Insurance needs also will have to be considered from a number of angles. Ancillary costs -- such as hazard pay or bonuses to employees who sign "hold harmless" waivers -- are nothing new, but kidnap-and-ransom insurance and life insurance premiums could escalate. Moreover, insurance carriers -- who have the option of refusing to provide coverage at any price -- might choose to do so as the security environment in Iraq shifts and troops withdraw. And all of these considerations -- including competitive pay scales to retain employees -- could become particularly acute if large numbers of contractors were to be killed or injured in a strike by insurgents.

Transportation of goods and people, to and from Baghdad and other parts of the region, also must be taken into account. In Iraq, helicopters -- flying low and fast -- are considered the safest way to travel between fortified coalition bases. The military has allowed civilian contractors to hitch rides on its helicopters as space permits, but as the military presence is reduced, corporations increasingly will be forced to arrange -- and pay for -- secure transport themselves. Meanwhile, overland transportation -- the primary means of moving commercial cargo throughout the country -- will take on new importance.

The Shift to Soft Targets

To be sure, there are opportunities amid the risks, and these will ripple across a number of industries as multinationals and others adjust to the new realities in Baghdad.

Apart from the private security industry, the opportunities may be particularly evident in areas bordering Iraq -- in places like Amman, Kuwait City and Dubai.

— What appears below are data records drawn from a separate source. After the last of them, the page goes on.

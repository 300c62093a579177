//! Retrieving feeds and turning their items into posts.
//!
//! - `fetcher` - HTTP retrieval with a timeout, size cap and user agent
//! - `parser` - RSS 2.0 decoding with a `feed-rs` fallback for other formats
//! - `normalize` - entity decoding, trimming and publication date parsing

mod fetcher;
mod normalize;
mod parser;

pub use fetcher::{default_user_agent, FetchError, FetchFailure, Fetcher, FetcherConfig};
pub use normalize::{normalize, parse_pub_date, DateParseError, FeedItem};
pub use parser::{parse_channel, FeedChannel, RawItem};
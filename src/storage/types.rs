use chrono::{DateTime, Utc};
use thiserror::Error;

// ============================================================================
// Error Types
// ============================================================================

/// Errors returned by the feed store.
#[derive(Debug, Error)]
pub enum StoreError {
    /// Another process holds the database lock
    #[error("Database is locked by another process")]
    Locked,

    /// Migration failed
    #[error("Database migration failed: {0}")]
    Migration(String),

    /// The requested row does not exist (or no feed is eligible)
    #[error("{0} not found")]
    NotFound(&'static str),

    /// A unique constraint rejected the write
    #[error("{0} already exists")]
    Conflict(&'static str),

    /// Generic database error
    #[error("Database error: {0}")]
    Other(#[source] sqlx::Error),
}

impl From<sqlx::Error> for StoreError {
    fn from(err: sqlx::Error) -> Self {
        StoreError::from_sqlx(err)
    }
}

impl StoreError {
    /// Classify a sqlx error, mapping lock contention to [`StoreError::Locked`].
    pub(crate) fn from_sqlx(err: sqlx::Error) -> Self {
        let error_string = err.to_string().to_lowercase();

        // SQLITE_BUSY (5), SQLITE_LOCKED (6), SQLITE_CANTOPEN (14)
        if error_string.contains("database is locked")
            || error_string.contains("database table is locked")
            || error_string.contains("sqlite_busy")
            || error_string.contains("sqlite_locked")
            || error_string.contains("unable to open database file")
        {
            return StoreError::Locked;
        }

        StoreError::Other(err)
    }

    /// Map a unique-constraint violation to [`StoreError::Conflict`].
    pub(crate) fn on_conflict(err: sqlx::Error, what: &'static str) -> Self {
        match &err {
            sqlx::Error::Database(db_err) if db_err.is_unique_violation() => {
                StoreError::Conflict(what)
            }
            _ => StoreError::from_sqlx(err),
        }
    }

    pub fn is_not_found(&self) -> bool {
        matches!(self, StoreError::NotFound(_))
    }
}

// ============================================================================
// Identifiers and timestamps
// ============================================================================

pub type UserId = i64;
pub type FeedId = i64;

/// Current time as Unix milliseconds, the unit every timestamp column uses.
pub fn now_millis() -> i64 {
    Utc::now().timestamp_millis()
}

pub(crate) fn from_millis(millis: i64) -> Option<DateTime<Utc>> {
    DateTime::from_timestamp_millis(millis)
}

// ============================================================================
// Data Structures
// ============================================================================

#[derive(Debug, Clone, PartialEq, Eq, sqlx::FromRow)]
pub struct User {
    pub id: UserId,
    pub name: String,
    pub created_at: i64,
    pub updated_at: i64,
}

/// A feed row. `last_fetched_at` is `None` until the scheduler first
/// reserves the feed.
#[derive(Debug, Clone, PartialEq, Eq, sqlx::FromRow)]
pub struct Feed {
    pub id: FeedId,
    pub name: String,
    pub url: String,
    pub user_id: UserId,
    pub created_at: i64,
    pub updated_at: i64,
    pub last_fetched_at: Option<i64>,
}

impl Feed {
    pub fn last_fetched(&self) -> Option<DateTime<Utc>> {
        self.last_fetched_at.and_then(from_millis)
    }

    /// Whether the scheduler may claim this feed for a tick whose cutoff is `due_before`.
    pub fn is_due(&self, due_before: DateTime<Utc>) -> bool {
        match self.last_fetched_at {
            None => true,
            Some(at) => at < due_before.timestamp_millis(),
        }
    }
}

/// A feed joined with its owner's name, for listings.
#[derive(Debug, Clone, sqlx::FromRow)]
pub struct FeedWithOwner {
    pub id: FeedId,
    pub name: String,
    pub url: String,
    pub owner_name: String,
    pub created_at: i64,
    pub last_fetched_at: Option<i64>,
}

/// A follow relation joined with the feed and user names.
#[derive(Debug, Clone, PartialEq, Eq, sqlx::FromRow)]
pub struct FeedFollow {
    pub id: i64,
    pub user_id: UserId,
    pub feed_id: FeedId,
    pub user_name: String,
    pub feed_name: String,
    pub feed_url: String,
}

/// A persisted feed item.
#[derive(Debug, Clone, sqlx::FromRow)]
pub struct Post {
    pub id: i64,
    pub feed_id: FeedId,
    pub feed_name: String,
    pub guid: String,
    pub title: String,
    pub url: String,
    pub description: String,
    pub published_at: Option<i64>,
    pub created_at: i64,
}

impl Post {
    pub fn published(&self) -> Option<DateTime<Utc>> {
        self.published_at.and_then(from_millis)
    }
}
//! Feed ingestion and scheduling for the `gator` RSS aggregator.
//!
//! The [`scheduler`] claims due feeds from a [`scheduler::FeedStore`],
//! fetches them with a [`feed::Fetcher`], normalizes their items and hands
//! them to a [`scheduler::ItemSink`]. [`storage::Database`] implements both
//! the store and a sink that persists posts.

pub mod config;
pub mod feed;
pub mod ingest;
pub mod scheduler;
pub mod storage;
pub mod util;
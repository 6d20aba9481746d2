//! Confirmation popups: the transfer preview and quit.

use ratatui::{
    Frame,
    layout::{Alignment, Margin, Rect},
    style::{Color, Modifier, Style},
    text::{Line, Span},
    widgets::{Clear, Paragraph},
};

use crate::constants::{ADDRESS_LEADING_CHARS, ADDRESS_TRAILING_CHARS, SOL_SYMBOL};
use crate::domain::{Cluster, TransferPreview, lamports_to_decimal, truncate_address};
use crate::theme::{ACCENT_COLOR, MUTED_COLOR, WARNING_COLOR};
use crate::ui::helpers::{create_popup_block, key_hints_line};
use crate::ui::layout::centered_popup_area;

const TRANSFER_POPUP_WIDTH: u16 = 56;

/// Rows besides the transfer list: title line, blank, three totals, blank,
/// separator, hints and borders.
const TRANSFER_POPUP_CHROME: u16 = 10;

// ============================================================================
// Public API
// ============================================================================

/// Renders the transfer preview for confirmation.
///
/// Lists each transfer, the batch total, the estimated network fee and the
/// total debit. Transfers that do not fit are summarized in a final line.
pub fn render_transfer(frame: &mut Frame, area: Rect, preview: &TransferPreview, cluster: Cluster) {
    let rows = u16::try_from(preview.recipient_count()).unwrap_or(u16::MAX);
    let popup_area = centered_popup_area(
        area,
        TRANSFER_POPUP_WIDTH,
        rows.saturating_add(TRANSFER_POPUP_CHROME),
    );

    let popup_block = create_popup_block("Confirm Transfer");
    frame.render_widget(Clear, popup_area);
    frame.render_widget(popup_block.clone(), popup_area);

    let inner = popup_block.inner(popup_area);
    let list_capacity = usize::from(inner.height.saturating_sub(TRANSFER_POPUP_CHROME - 2));

    let mut lines = vec![
        Line::from(vec![
            Span::raw(format!("Send {} transfer(s) on ", preview.recipient_count())),
            Span::styled(
                cluster.as_str(),
                Style::default()
                    .fg(WARNING_COLOR)
                    .add_modifier(Modifier::BOLD),
            ),
        ]),
        Line::default(),
    ];
    lines.extend(transfer_lines(preview, list_capacity));
    lines.push(Line::default());
    lines.push(amount_line("Total", preview.total_lamports, false));
    lines.push(amount_line("Est. fee", preview.estimated_fee_lamports, false));
    lines.push(amount_line("Debit", preview.user_total_debit_lamports, true));

    frame.render_widget(Paragraph::new(lines), inner.inner(Margin::new(1, 0)));

    render_footer(frame, popup_area, &[("y/Enter", "Send"), ("n/Esc", "Cancel")]);
}

/// Renders the quit confirmation popup.
pub fn render_quit(frame: &mut Frame, area: Rect) {
    let popup_area = centered_popup_area(area, 50, 7);

    let popup_block = create_popup_block("Confirm Quit");
    frame.render_widget(Clear, popup_area);
    frame.render_widget(popup_block.clone(), popup_area);

    let inner_area = popup_block.inner(popup_area);
    let message_area = Rect::new(inner_area.x, inner_area.y + 1, inner_area.width, 1);

    frame.render_widget(
        Paragraph::new("Quit SplitPay?").alignment(Alignment::Center),
        message_area,
    );

    render_footer(frame, popup_area, &[("y", "Yes"), ("n/Esc", "No")]);
}

// ============================================================================
// Internal Helpers
// ============================================================================

/// One line per transfer, at most `capacity` lines.
fn transfer_lines(preview: &TransferPreview, capacity: usize) -> Vec<Line<'static>> {
    let count = preview.instructions.len();
    let shown = if count > capacity {
        capacity.saturating_sub(1)
    } else {
        count
    };

    let mut lines: Vec<Line> = preview
        .instructions
        .iter()
        .take(shown)
        .map(|ix| {
            let to = truncate_address(
                &ix.to.to_string(),
                ADDRESS_LEADING_CHARS,
                ADDRESS_TRAILING_CHARS,
            );
            Line::from(vec![
                Span::raw(format!("  → {to:<16}")),
                Span::styled(
                    format!("{SOL_SYMBOL} {}", lamports_to_decimal(ix.lamports)),
                    Style::default().fg(ACCENT_COLOR),
                ),
            ])
        })
        .collect();

    if shown < count {
        lines.push(Line::styled(
            format!("  … and {} more", count - shown),
            Style::default().fg(MUTED_COLOR),
        ));
    }
    lines
}

fn amount_line(label: &'static str, lamports: u64, emphasize: bool) -> Line<'static> {
    let mut style = Style::default().fg(ACCENT_COLOR);
    if emphasize {
        style = style.add_modifier(Modifier::BOLD);
    }
    Line::from(vec![
        Span::styled(format!("{label:<20}"), Style::default().fg(MUTED_COLOR)),
        Span::styled(
            format!("{SOL_SYMBOL} {}", lamports_to_decimal(lamports)),
            style,
        ),
    ])
}

/// Separator plus key hints along the bottom of a popup.
fn render_footer(frame: &mut Frame, popup_area: Rect, hints: &[(&'static str, &'static str)]) {
    if popup_area.height < 4 {
        return;
    }

    let separator = "─".repeat(usize::from(popup_area.width.saturating_sub(2)));
    let separator_area = Rect::new(
        popup_area.x + 1,
        popup_area.y + popup_area.height - 3,
        popup_area.width - 2,
        1,
    );
    frame.render_widget(
        Paragraph::new(separator).style(Style::default().fg(Color::DarkGray)),
        separator_area,
    );

    let help_area = Rect::new(
        popup_area.x,
        popup_area.y + popup_area.height - 2,
        popup_area.width,
        1,
    );
    frame.render_widget(
        Paragraph::new(key_hints_line(hints)).alignment(Alignment::Center),
        help_area,
    );
}

// ============================================================================
// Tests
// ============================================================================

#[cfg(test)]
mod tests {
    use super::*;
    use crate::domain::TransferInstruction;
    use crate::test_utils::{
        PreviewMother, PubkeyMother, buffer_text, test_terminal, test_terminal_80x24,
    };
    use ratatui::{Terminal, backend::TestBackend};
    use rstest::rstest;

    #[rstest]
    fn test_transfer_popup_shows_debit(mut test_terminal: Terminal<TestBackend>) {
        let preview = PreviewMother::with_fee(PubkeyMother::payer(), 5_000);

        test_terminal
            .draw(|frame| render_transfer(frame, frame.area(), &preview, Cluster::Testnet))
            .unwrap();

        let text = buffer_text(&test_terminal);
        assert!(text.contains("Send 2 transfer(s) on Testnet"));
        assert!(text.contains("◎ 1"));
        assert!(text.contains("◎ 2"));
        assert!(text.contains("◎ 0.000005"));
        assert!(text.contains("◎ 3.000005"));
        assert!(text.contains("y/Enter:Send"));
    }

    #[rstest]
    fn test_long_batch_is_summarized(mut test_terminal_80x24: Terminal<TestBackend>) {
        let payer = PubkeyMother::payer();
        let instructions = (1..=20)
            .map(|n| TransferInstruction::new(payer, PubkeyMother::recipient(n), 1_000))
            .collect();
        let preview = TransferPreview::new(payer, instructions, 5_000).unwrap();

        test_terminal_80x24
            .draw(|frame| render_transfer(frame, frame.area(), &preview, Cluster::Devnet))
            .unwrap();

        let text = buffer_text(&test_terminal_80x24);
        assert!(text.contains("Send 20 transfer(s) on Devnet"));
        assert!(text.contains("more"));
        assert!(text.contains("◎ 0.00002"));
    }

    #[test]
    fn test_transfer_lines_capacity() {
        let preview = PreviewMother::two_transfers();
        assert_eq!(transfer_lines(&preview, 5).len(), 2);

        let lines = transfer_lines(&preview, 1);
        assert_eq!(lines.len(), 1);
        assert_eq!(lines[0].to_string(), "  … and 2 more");
    }

    #[rstest]
    fn test_quit_popup(mut test_terminal_80x24: Terminal<TestBackend>) {
        test_terminal_80x24
            .draw(|frame| render_quit(frame, frame.area()))
            .unwrap();

        let text = buffer_text(&test_terminal_80x24);
        assert!(text.contains("Quit SplitPay?"));
        assert!(text.contains("y:Yes  n/Esc:No"));
    }
}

Many Western companies, in the face of the Iraqi insurgency, already have pulled expatriates back to these areas, and the trend is likely to intensify now that the U.S. government has issued its guidance to the Green Zone's corporate residents. But that certainly will not mean a cessation of reconstruction efforts in Iraq; so long as the benefits of lucrative government contracts continue to outweigh the costs of operations, the multinationals will remain in the region. Rather, it could translate into increased demand for communications infrastructure, housing and transportation for new waves of foreign workers coming into these or other cities.

Viewed from another angle, however, the movement of corporate assets could simply mean a geographic shift for certain kinds of security threats -- particularly those from jihadists. Jordan, the birthplace of Abu Musab al-Zarqawi, has been the target in several thwarted plots, and al-Zarqawi himself took note of the Western business presence in Amman when he claimed responsibility for the bombings of three hotels there last November. Other countries in the region -- such as Kuwait, Oman and the United Arab Emirates -- are not known as playgrounds for jihadists, but militants could be tempted to strike in such places if they are viewed as being rich with important targets.

In short, the exodus from the Green Zone can be seen as the continuation of a larger trend in the U.S. war against al Qaeda: Over time, government policy increasingly has pushed the security risks away from hard targets, such as military installations, toward "soft targets" like private businesses and transportation infrastructure.

The nature of violence in Iraq is changing, but the country can be expected to remain unstable following the U.S. military drawdown. Whether the threat comes from jihadists or street criminals, there will be no shortage of weapons, ordnance and actors in play. Foreign corporations -- even if their primary facilities are not physically located in Iraq -- will feel the effects.